# Data extract:

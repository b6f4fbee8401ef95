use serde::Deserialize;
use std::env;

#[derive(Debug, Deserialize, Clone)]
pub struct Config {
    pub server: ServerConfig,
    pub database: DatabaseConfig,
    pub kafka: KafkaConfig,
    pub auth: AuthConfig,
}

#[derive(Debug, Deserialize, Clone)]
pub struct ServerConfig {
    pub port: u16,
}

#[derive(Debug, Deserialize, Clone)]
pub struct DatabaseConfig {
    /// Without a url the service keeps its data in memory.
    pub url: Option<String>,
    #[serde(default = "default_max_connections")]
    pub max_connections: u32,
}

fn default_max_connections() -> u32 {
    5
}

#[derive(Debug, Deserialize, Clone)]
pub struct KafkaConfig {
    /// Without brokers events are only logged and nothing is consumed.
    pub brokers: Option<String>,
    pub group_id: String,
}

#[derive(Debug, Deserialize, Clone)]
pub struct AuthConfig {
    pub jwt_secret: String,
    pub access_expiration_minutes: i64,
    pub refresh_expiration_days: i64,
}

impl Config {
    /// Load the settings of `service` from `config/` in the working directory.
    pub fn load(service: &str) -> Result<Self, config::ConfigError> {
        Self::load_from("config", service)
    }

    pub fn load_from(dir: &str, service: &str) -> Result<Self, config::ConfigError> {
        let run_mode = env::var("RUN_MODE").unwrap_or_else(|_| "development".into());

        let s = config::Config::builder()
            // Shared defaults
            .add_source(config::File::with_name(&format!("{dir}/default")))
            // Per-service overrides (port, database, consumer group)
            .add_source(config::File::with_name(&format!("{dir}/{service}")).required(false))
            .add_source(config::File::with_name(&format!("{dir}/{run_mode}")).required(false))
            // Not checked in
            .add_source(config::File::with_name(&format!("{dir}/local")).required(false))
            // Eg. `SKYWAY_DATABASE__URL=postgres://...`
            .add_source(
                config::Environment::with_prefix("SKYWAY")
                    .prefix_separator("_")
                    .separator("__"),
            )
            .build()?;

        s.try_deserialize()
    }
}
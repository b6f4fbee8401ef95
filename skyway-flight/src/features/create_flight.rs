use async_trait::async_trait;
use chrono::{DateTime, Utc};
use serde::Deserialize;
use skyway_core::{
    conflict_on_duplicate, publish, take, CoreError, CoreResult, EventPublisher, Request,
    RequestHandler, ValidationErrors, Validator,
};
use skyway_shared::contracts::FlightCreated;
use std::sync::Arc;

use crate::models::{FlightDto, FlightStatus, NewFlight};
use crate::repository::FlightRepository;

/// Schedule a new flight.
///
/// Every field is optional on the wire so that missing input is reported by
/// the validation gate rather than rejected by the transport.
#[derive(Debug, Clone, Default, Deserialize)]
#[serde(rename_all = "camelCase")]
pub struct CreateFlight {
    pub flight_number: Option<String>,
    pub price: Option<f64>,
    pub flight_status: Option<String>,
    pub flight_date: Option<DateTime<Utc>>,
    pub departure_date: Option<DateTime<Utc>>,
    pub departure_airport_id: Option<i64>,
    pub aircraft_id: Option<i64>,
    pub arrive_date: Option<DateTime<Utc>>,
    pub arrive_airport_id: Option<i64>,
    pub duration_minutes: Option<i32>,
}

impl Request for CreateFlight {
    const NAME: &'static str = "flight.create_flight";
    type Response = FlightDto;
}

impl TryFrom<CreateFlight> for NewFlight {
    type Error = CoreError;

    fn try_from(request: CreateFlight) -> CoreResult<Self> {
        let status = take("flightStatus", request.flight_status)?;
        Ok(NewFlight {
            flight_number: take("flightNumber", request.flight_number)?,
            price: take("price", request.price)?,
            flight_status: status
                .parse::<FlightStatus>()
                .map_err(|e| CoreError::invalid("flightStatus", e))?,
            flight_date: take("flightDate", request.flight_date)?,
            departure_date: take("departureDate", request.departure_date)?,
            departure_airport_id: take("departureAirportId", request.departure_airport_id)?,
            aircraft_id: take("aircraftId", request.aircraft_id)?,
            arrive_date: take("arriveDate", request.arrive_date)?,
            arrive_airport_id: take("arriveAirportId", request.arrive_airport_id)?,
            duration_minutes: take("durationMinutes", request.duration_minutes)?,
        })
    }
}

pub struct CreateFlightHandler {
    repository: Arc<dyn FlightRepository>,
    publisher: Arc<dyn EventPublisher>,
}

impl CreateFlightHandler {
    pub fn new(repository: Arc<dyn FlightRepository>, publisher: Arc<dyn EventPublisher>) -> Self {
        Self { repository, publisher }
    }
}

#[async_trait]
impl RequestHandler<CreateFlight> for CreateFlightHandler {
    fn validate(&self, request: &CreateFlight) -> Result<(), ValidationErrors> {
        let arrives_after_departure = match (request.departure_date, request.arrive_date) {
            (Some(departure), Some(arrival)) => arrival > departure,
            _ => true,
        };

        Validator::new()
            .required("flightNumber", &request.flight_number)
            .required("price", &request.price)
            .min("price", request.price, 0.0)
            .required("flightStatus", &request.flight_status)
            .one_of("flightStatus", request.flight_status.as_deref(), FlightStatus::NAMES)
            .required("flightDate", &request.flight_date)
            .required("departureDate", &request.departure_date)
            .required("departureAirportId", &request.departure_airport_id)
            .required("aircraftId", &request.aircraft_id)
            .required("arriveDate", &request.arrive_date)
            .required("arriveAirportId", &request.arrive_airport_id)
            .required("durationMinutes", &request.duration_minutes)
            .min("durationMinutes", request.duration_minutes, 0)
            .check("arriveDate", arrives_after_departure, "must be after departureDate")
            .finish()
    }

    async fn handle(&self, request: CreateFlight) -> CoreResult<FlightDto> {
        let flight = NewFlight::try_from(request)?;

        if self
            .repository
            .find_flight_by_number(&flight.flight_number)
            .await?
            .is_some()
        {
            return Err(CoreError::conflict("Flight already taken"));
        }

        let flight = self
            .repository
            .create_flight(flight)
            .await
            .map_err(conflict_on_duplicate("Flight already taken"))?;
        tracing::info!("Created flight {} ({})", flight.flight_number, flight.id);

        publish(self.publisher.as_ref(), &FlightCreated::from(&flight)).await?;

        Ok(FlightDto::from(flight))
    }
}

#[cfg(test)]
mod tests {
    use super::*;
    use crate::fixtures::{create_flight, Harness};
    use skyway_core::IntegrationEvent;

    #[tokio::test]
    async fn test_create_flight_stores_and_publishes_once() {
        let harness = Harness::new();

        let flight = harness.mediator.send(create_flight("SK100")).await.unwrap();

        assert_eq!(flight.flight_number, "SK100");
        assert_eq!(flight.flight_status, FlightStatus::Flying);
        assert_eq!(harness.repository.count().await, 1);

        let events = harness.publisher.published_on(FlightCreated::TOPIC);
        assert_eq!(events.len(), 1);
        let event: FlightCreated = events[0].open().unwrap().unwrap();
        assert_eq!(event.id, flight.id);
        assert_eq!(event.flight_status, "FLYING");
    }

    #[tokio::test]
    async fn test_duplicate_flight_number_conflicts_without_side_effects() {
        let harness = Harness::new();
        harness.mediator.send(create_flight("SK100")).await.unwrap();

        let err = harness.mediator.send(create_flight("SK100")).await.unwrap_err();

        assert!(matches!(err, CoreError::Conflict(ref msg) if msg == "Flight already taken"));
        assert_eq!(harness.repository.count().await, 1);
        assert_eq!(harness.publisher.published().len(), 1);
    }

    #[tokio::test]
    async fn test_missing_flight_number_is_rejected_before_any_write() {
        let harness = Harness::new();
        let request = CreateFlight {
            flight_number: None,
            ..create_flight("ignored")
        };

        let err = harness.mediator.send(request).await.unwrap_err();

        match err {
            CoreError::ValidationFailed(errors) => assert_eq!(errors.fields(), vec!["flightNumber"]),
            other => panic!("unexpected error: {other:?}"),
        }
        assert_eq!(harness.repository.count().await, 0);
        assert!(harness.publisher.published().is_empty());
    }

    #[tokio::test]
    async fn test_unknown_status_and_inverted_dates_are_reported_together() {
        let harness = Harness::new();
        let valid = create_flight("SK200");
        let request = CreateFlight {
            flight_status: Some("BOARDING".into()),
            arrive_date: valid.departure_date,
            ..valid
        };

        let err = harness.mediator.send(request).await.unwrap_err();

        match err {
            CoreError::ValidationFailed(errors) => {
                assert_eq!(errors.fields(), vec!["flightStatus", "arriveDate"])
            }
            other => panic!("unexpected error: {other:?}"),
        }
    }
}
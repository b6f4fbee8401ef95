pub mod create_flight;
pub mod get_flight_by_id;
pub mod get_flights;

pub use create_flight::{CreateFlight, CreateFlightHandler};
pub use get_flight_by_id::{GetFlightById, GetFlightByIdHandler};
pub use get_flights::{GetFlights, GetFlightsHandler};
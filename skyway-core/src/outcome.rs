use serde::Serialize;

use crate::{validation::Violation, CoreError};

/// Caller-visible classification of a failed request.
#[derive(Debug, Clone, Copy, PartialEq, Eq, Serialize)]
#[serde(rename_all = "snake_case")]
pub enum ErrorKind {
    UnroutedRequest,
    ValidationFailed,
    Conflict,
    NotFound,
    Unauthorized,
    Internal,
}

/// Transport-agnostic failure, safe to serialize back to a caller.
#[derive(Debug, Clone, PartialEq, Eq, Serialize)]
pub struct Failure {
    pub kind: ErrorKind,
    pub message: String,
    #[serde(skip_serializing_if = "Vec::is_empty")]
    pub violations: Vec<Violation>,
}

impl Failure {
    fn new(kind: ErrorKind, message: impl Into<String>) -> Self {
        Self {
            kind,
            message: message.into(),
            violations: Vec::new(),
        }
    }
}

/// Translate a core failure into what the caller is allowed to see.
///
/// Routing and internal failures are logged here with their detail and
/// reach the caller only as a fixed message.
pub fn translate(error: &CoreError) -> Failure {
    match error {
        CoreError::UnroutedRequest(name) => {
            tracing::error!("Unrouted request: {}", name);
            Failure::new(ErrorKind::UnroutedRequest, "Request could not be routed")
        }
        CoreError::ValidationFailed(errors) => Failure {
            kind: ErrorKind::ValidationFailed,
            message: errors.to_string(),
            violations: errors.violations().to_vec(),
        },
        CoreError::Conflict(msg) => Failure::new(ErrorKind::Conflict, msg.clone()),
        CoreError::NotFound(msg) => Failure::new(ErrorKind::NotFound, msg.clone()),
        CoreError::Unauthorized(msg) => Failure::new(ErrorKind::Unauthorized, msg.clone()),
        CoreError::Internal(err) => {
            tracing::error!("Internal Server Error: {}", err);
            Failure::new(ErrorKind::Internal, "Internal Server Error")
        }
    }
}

# Assignment:
Whenever a line of the listing above holds the word "aircraftId", copy that line.

# Output of the task:
            aircraft_id: take("aircraftId", request.aircraft_id)?,
            .required("aircraftId", &request.aircraft_id)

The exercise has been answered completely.